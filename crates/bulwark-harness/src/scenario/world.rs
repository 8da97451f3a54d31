//! Settled simulation state handed to oracles.

use std::{
    collections::{BTreeMap, HashMap},
    sync::{Arc, Mutex, MutexGuard, PoisonError},
};

use bulwark_proto::{NodeId, Packet};
use bulwark_server::Node;
use tokio::sync::broadcast::{self, error::RecvError};

use crate::SimTransport;

/// Every FLOOD packet a router delivered, in delivery order.
#[derive(Debug, Clone, Default)]
pub struct DeliveryLog {
    packets: Arc<Mutex<Vec<Packet>>>,
}

impl DeliveryLog {
    /// Record everything arriving on `deliveries` until the node goes away.
    pub fn follow(&self, mut deliveries: broadcast::Receiver<Packet>) {
        let log = self.clone();
        tokio::spawn(async move {
            loop {
                match deliveries.recv().await {
                    Ok(packet) => log.lock().push(packet),
                    Err(RecvError::Lagged(_)) => {},
                    Err(RecvError::Closed) => break,
                }
            }
        });
    }

    /// Snapshot of delivered packets
    pub fn packets(&self) -> Vec<Packet> {
        self.lock().clone()
    }

    fn lock(&self) -> MutexGuard<'_, Vec<Packet>> {
        self.packets.lock().unwrap_or_else(PoisonError::into_inner)
    }
}

/// Routers in a running scenario, by scenario name.
pub(crate) type Registry = Arc<Mutex<BTreeMap<String, (Arc<Node<SimTransport>>, DeliveryLog)>>>;

/// Routers as they stand when the oracle runs.
///
/// Queries take and return scenario names ("a", "b"), not simulated
/// addresses, so oracles read like the topology they check.
pub struct World {
    nodes: BTreeMap<String, (Arc<Node<SimTransport>>, DeliveryLog)>,
    names: HashMap<NodeId, String>,
}

impl World {
    pub(crate) fn from_registry(registry: &Registry) -> Self {
        let nodes = registry.lock().unwrap_or_else(PoisonError::into_inner).clone();
        let names = nodes
            .iter()
            .map(|(name, (node, _))| (node.router().node_id().to_string(), name.clone()))
            .collect();
        Self { nodes, names }
    }

    /// The router called `name`.
    pub fn node(&self, name: &str) -> Option<&Arc<Node<SimTransport>>> {
        self.nodes.get(name).map(|(node, _)| node)
    }

    /// Names of every router that booted
    pub fn node_names(&self) -> Vec<String> {
        self.nodes.keys().cloned().collect()
    }

    /// Simulated address of router `name`.
    pub fn id(&self, name: &str) -> Option<NodeId> {
        self.node(name).map(|node| node.router().node_id().to_string())
    }

    /// Name of the router at `id`, or `id` itself for non-router addresses.
    pub fn name_of(&self, id: &str) -> String {
        self.names.get(id).cloned().unwrap_or_else(|| id.to_string())
    }

    /// Next hop (by name) router `name` uses toward router `destination`.
    pub fn next_hop(&self, name: &str, destination: &str) -> Option<String> {
        let destination = self.id(destination)?;
        let table = self.node(name)?.router().table();
        table.next_hop(&destination).map(|hop| self.name_of(hop))
    }

    /// True if router `name` has any entry for `destination`.
    pub fn knows(&self, name: &str, destination: &str) -> bool {
        match (self.node(name), self.id(destination)) {
            (Some(node), Some(id)) => node.router().table().knows(&id),
            _ => false,
        }
    }

    /// Neighbors (by name) of router `name`, sorted
    pub fn neighbors(&self, name: &str) -> Vec<String> {
        let Some(node) = self.node(name) else {
            return Vec::new();
        };
        let mut names: Vec<String> =
            node.router().table().neighbors().iter().map(|id| self.name_of(id)).collect();
        names.sort();
        names
    }

    /// Peers (by name) router `name` currently holds an open link to.
    pub fn links(&self, name: &str) -> Vec<String> {
        let Some(node) = self.node(name) else {
            return Vec::new();
        };
        let mut names: Vec<String> =
            node.connections().peers().iter().map(|id| self.name_of(id)).collect();
        names.sort();
        names
    }

    /// FLOOD packets router `name` delivered.
    pub fn delivered(&self, name: &str) -> Vec<Packet> {
        self.nodes.get(name).map(|(_, log)| log.packets()).unwrap_or_default()
    }
}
------------------------------
YOUR TASK: Where does the word "lock" appear in the records above? Return every line that holds it.

ANSWER:
                    Ok(packet) => log.lock().push(packet),
        self.lock().clone()
    fn lock(&self) -> MutexGuard<'_, Vec<Packet>> {
        self.packets.lock().unwrap_or_else(PoisonError::into_inner)
        let nodes = registry.lock().unwrap_or_else(PoisonError::into_inner).clone();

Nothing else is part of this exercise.